The "New Palladians" of the title of this ravishingly illustrated book are but the latest group of architects to be drawn under the spell of the sixteenth century Venetian architect, Andrea Palladio. New Palladians is timely and immediate. It effortlessly makes the case that the forty eight current architectural practices from ten different countries that it shows have enough in common to suggest a distinct tendency. This is barely a movement, still less a school; it is more a natural response to the needs of contemporary architecture and the people its serves. This new Palladianism shows itself able to be a necessary supplanting of Modernism not simply a reaction to that failed and failing movement.
The authors in their keynote text of this book, Modernity and Sustainability for the 21st Century, are not afraid to be polemical. Their criticisms of Modernism centre on its tendency to fragmentation and dislocation - not just in its architectural form but also in the pervasive influence it has on society and the environment at large.

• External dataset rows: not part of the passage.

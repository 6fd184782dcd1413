//! Textual forms of values: the language's `repr()`/`str()` and source
//! literals that reconstruct a value when emitted into a test.

use crate::value::Value;

/// `repr()` of a float: shortest round-trip digits, scientific notation
/// outside `[1e-4, 1e16)`, two-digit minimum exponent.
pub fn float_repr(x: f64) -> String {
    if x.is_nan() {
        return "nan".to_string();
    }
    if x.is_infinite() {
        return if x > 0.0 { "inf" } else { "-inf" }.to_string();
    }
    if x == 0.0 {
        return if x.is_sign_negative() { "-0.0" } else { "0.0" }.to_string();
    }
    let abs = x.abs();
    if (1e-4..1e16).contains(&abs) {
        let s = format!("{}", x);
        if s.contains('.') {
            s
        } else {
            format!("{}.0", s)
        }
    } else {
        let s = format!("{:e}", x);
        match s.split_once('e') {
            Some((mantissa, exp)) => {
                let (sign, digits) = match exp.strip_prefix('-') {
                    Some(d) => ('-', d),
                    None => ('+', exp),
                };
                format!("{}e{}{:0>2}", mantissa, sign, digits)
            }
            None => s,
        }
    }
}

fn complex_part(x: f64) -> String {
    let s = float_repr(x);
    match s.strip_suffix(".0") {
        Some(stripped) => stripped.to_string(),
        None => s,
    }
}

pub fn complex_repr(re: f64, im: f64) -> String {
    if re == 0.0 && !re.is_sign_negative() {
        return format!("{}j", complex_part(im));
    }
    let im_part = complex_part(im);
    let sign = if im_part.starts_with('-') { "" } else { "+" };
    format!("({}{}{}j)", complex_part(re), sign, im_part)
}

pub fn str_repr(s: &str) -> String {
    let quote = if s.contains('\'') && !s.contains('"') {
        '"'
    } else {
        '\''
    };
    let mut out = String::with_capacity(s.len() + 2);
    out.push(quote);
    for ch in s.chars() {
        match ch {
            '\\' => out.push_str("\\\\"),
            '\n' => out.push_str("\\n"),
            '\r' => out.push_str("\\r"),
            '\t' => out.push_str("\\t"),
            c if c == quote => {
                out.push('\\');
                out.push(c);
            }
            c if (c as u32) < 0x20 || c as u32 == 0x7f => {
                out.push_str(&format!("\\x{:02x}", c as u32));
            }
            c => out.push(c),
        }
    }
    out.push(quote);
    out
}

pub fn bytes_repr(b: &[u8]) -> String {
    let quote = if b.contains(&b'\'') && !b.contains(&b'"') {
        b'"'
    } else {
        b'\''
    };
    let mut out = String::with_capacity(b.len() + 3);
    out.push('b');
    out.push(quote as char);
    for &byte in b {
        match byte {
            b'\\' => out.push_str("\\\\"),
            b'\n' => out.push_str("\\n"),
            b'\r' => out.push_str("\\r"),
            b'\t' => out.push_str("\\t"),
            c if c == quote => {
                out.push('\\');
                out.push(c as char);
            }
            0x20..=0x7e => out.push(byte as char),
            _ => out.push_str(&format!("\\x{:02x}", byte)),
        }
    }
    out.push(quote as char);
    out
}

impl Value {
    /// The language's `repr()`.
    pub fn repr(&self) -> String {
        self.render(false)
    }

    /// The language's `str()`: text is returned unquoted.
    pub fn to_text(&self) -> String {
        match self {
            Value::Str(s) => s.clone(),
            other => other.repr(),
        }
    }

    /// A source expression evaluating to this value.
    ///
    /// Differs from `repr()` where `repr()` is not valid source: infinities
    /// are spelled as overflowing products and nan as a conversion.
    pub fn literal(&self) -> String {
        self.render(true)
    }

    fn render(&self, as_literal: bool) -> String {
        match self {
            Value::None => "None".to_string(),
            Value::Bool(true) => "True".to_string(),
            Value::Bool(false) => "False".to_string(),
            Value::Int(i) => i.to_string(),
            Value::Float(f) if as_literal => float_literal(*f),
            Value::Float(f) => float_repr(*f),
            Value::Complex { re, im } if as_literal && !(re.is_finite() && im.is_finite()) => {
                format!("complex({}, {})", float_literal(*re), float_literal(*im))
            }
            Value::Complex { re, im } => complex_repr(*re, *im),
            Value::Bytes(b) => bytes_repr(b),
            Value::Str(s) => str_repr(s),
            Value::List(items) => {
                let parts: Vec<String> = items.iter().map(|v| v.render(as_literal)).collect();
                format!("[{}]", parts.join(", "))
            }
            Value::Tuple(items) => {
                let parts: Vec<String> = items.iter().map(|v| v.render(as_literal)).collect();
                if parts.len() == 1 {
                    format!("({},)", parts[0])
                } else {
                    format!("({})", parts.join(", "))
                }
            }
            Value::Dict(pairs) => {
                let parts: Vec<String> = pairs
                    .iter()
                    .map(|(k, v)| format!("{}: {}", k.render(as_literal), v.render(as_literal)))
                    .collect();
                format!("{{{}}}", parts.join(", "))
            }
        }
    }
}

fn float_literal(x: f64) -> String {
    if x.is_nan() {
        "float('nan')".to_string()
    } else if x.is_infinite() {
        if x > 0.0 {
            "1e300 * 1e300".to_string()
        } else {
            "-(1e300 * 1e300)".to_string()
        }
    } else {
        float_repr(x)
    }
}

#[cfg(test)]
mod tests {
    use super::*;

    #[test]
    fn float_forms() {
        assert_eq!(float_repr(1.0), "1.0");
        assert_eq!(float_repr(-0.5), "-0.5");
        assert_eq!(float_repr(1e300), "1e+300");
        assert_eq!(float_repr(1.5e-7), "1.5e-07");
        assert_eq!(float_repr(1e16), "1e+16");
        assert_eq!(float_repr(123456.789), "123456.789");
    }

    #[test]
    fn complex_forms() {
        assert_eq!(complex_repr(1.5, 3.5), "(1.5+3.5j)");
        assert_eq!(complex_repr(0.0, 1.0), "1j");
        assert_eq!(complex_repr(-1.0, -1.0), "(-1-1j)");
    }

    #[test]
    fn text_and_bytes_escapes() {
        assert_eq!(str_repr("it's"), "\"it's\"");
        assert_eq!(str_repr("a\nb"), "'a\\nb'");
        assert_eq!(bytes_repr(&[0x80]), "b'\\x80'");
        assert_eq!(bytes_repr(b"ok"), "b'ok'");
    }

    #[test]
    fn literals_spell_overflow() {
        assert_eq!(Value::Float(f64::INFINITY).literal(), "1e300 * 1e300");
        assert_eq!(Value::Float(f64::INFINITY).repr(), "inf");
        assert_eq!(
            Value::Tuple(vec![Value::int(1)]).literal(),
            "(1,)"
        );
        let d = Value::Dict(vec![(Value::str("k"), Value::None)]);
        assert_eq!(d.repr(), "{'k': None}");
    }
}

The authors make the case that the New Palladians have an antidote to Modernism's failings. Steil writes: "New Palladians can make a difference, by establishing a very firm, very uncompromising strategy on materials, on technologies and on issues of environment" and: "New Palladians refers to a moral category of people who very profoundly, actively do something to regenerate the meaning of architecture in the context of society, politics, landscape and durable development. ... Palladio is not at all their cult figure; rather he is a master, a colleague, and a tangible and real role model."
New Palladians wholly achieves a stated goal of wresting the claim on the word modernity from Modernist architects. In doing so it establishes these architects as some of the most important currently practising. New Palladians is now the essential up to date guide to a primary aspect of currently practised traditional architecture.